• _ABOUT THIS TASK_:
In your answer, repeat each line of the data exactly.
- - - - - - -
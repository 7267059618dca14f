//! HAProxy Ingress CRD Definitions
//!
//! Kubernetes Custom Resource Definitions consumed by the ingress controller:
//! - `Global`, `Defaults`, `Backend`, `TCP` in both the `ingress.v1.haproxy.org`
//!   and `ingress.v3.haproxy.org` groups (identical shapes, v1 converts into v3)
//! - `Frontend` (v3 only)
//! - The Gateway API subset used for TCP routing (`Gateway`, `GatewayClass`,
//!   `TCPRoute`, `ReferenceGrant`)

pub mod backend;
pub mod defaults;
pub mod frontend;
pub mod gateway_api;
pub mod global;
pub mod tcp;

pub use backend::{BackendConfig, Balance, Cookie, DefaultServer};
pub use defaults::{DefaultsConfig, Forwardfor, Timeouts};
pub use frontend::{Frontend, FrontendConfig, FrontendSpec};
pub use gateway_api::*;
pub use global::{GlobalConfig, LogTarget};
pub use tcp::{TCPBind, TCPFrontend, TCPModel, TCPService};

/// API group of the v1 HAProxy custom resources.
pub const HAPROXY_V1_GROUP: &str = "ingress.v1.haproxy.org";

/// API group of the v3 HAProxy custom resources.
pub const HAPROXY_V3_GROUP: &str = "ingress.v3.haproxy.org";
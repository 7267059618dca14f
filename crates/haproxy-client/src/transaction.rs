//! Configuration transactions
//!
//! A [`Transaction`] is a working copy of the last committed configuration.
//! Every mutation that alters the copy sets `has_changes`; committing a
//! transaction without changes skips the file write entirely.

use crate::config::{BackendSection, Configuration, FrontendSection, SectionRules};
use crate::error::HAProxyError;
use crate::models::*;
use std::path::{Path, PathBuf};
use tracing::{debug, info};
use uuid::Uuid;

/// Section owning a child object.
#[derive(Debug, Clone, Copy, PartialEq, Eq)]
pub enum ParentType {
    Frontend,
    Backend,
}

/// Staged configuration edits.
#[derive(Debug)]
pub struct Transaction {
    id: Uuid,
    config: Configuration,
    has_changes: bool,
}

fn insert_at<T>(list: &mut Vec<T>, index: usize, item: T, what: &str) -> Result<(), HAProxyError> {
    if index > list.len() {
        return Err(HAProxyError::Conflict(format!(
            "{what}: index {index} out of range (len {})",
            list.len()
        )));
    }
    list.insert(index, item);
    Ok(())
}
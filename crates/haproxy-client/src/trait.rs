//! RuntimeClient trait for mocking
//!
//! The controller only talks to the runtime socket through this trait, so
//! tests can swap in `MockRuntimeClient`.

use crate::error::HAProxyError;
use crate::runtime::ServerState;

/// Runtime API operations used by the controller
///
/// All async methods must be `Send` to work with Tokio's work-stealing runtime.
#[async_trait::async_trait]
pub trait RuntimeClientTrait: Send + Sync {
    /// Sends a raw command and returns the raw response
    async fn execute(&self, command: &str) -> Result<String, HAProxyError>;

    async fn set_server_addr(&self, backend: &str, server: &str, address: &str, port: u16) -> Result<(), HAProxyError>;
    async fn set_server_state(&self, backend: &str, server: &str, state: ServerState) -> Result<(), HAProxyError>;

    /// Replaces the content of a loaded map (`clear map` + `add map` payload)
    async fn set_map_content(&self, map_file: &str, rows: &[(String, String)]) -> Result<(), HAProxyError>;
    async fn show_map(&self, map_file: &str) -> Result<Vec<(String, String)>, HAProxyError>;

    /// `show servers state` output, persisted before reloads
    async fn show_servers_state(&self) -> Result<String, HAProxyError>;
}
- - - - - - -
• _SOLUTION FOR THIS PROBLEM_:
repository 7267059618dca14f
//! HAProxy Ingress CRD Definitions
//!
//! Kubernetes Custom Resource Definitions consumed by the ingress controller:
//! - `Global`, `Defaults`, `Backend`, `TCP` in both the `ingress.v1.haproxy.org`
//!   and `ingress.v3.haproxy.org` groups (identical shapes, v1 converts into v3)
//! - `Frontend` (v3 only)
//! - The Gateway API subset used for TCP routing (`Gateway`, `GatewayClass`,
//!   `TCPRoute`, `ReferenceGrant`)

pub mod backend;
pub mod defaults;
pub mod frontend;
pub mod gateway_api;
pub mod global;
pub mod tcp;

pub use backend::{BackendConfig, Balance, Cookie, DefaultServer};
pub use defaults::{DefaultsConfig, Forwardfor, Timeouts};
pub use frontend::{Frontend, FrontendConfig, FrontendSpec};
pub use gateway_api::*;
pub use global::{GlobalConfig, LogTarget};
pub use tcp::{TCPBind, TCPFrontend, TCPModel, TCPService};

/// API group of the v1 HAProxy custom resources.
pub const HAPROXY_V1_GROUP: &str = "ingress.v1.haproxy.org";

/// API group of the v3 HAProxy custom resources.
pub const HAPROXY_V3_GROUP: &str = "ingress.v3.haproxy.org";
repository 7267059618dca14f
filename crates/haproxy-client/src/transaction.rs
//! Configuration transactions
//!
//! A [`Transaction`] is a working copy of the last committed configuration.
//! Every mutation that alters the copy sets `has_changes`; committing a
//! transaction without changes skips the file write entirely.

use crate::config::{BackendSection, Configuration, FrontendSection, SectionRules};
use crate::error::HAProxyError;
use crate::models::*;
use std::path::{Path, PathBuf};
use tracing::{debug, info};
use uuid::Uuid;

/// Section owning a child object.
#[derive(Debug, Clone, Copy, PartialEq, Eq)]
pub enum ParentType {
    Frontend,
    Backend,
}

/// Staged configuration edits.
#[derive(Debug)]
pub struct Transaction {
    id: Uuid,
    config: Configuration,
    has_changes: bool,
}

fn insert_at<T>(list: &mut Vec<T>, index: usize, item: T, what: &str) -> Result<(), HAProxyError> {
    if index > list.len() {
        return Err(HAProxyError::Conflict(format!(
            "{what}: index {index} out of range (len {})",
            list.len()
        )));
    }
    list.insert(index, item);
    Ok(())
}
filename crates/haproxy-client/src/trait.rs
//! RuntimeClient trait for mocking
//!
//! The controller only talks to the runtime socket through this trait, so
//! tests can swap in `MockRuntimeClient`.

use crate::error::HAProxyError;
use crate::runtime::ServerState;

/// Runtime API operations used by the controller
///
/// All async methods must be `Send` to work with Tokio's work-stealing runtime.
#[async_trait::async_trait]
pub trait RuntimeClientTrait: Send + Sync {
    /// Sends a raw command and returns the raw response
    async fn execute(&self, command: &str) -> Result<String, HAProxyError>;

    async fn set_server_addr(&self, backend: &str, server: &str, address: &str, port: u16) -> Result<(), HAProxyError>;
    async fn set_server_state(&self, backend: &str, server: &str, state: ServerState) -> Result<(), HAProxyError>;

    /// Replaces the content of a loaded map (`clear map` + `add map` payload)
    async fn set_map_content(&self, map_file: &str, rows: &[(String, String)]) -> Result<(), HAProxyError>;
    async fn show_map(&self, map_file: &str) -> Result<Vec<(String, String)>, HAProxyError>;

    /// `show servers state` output, persisted before reloads
    async fn show_servers_state(&self) -> Result<String, HAProxyError>;
}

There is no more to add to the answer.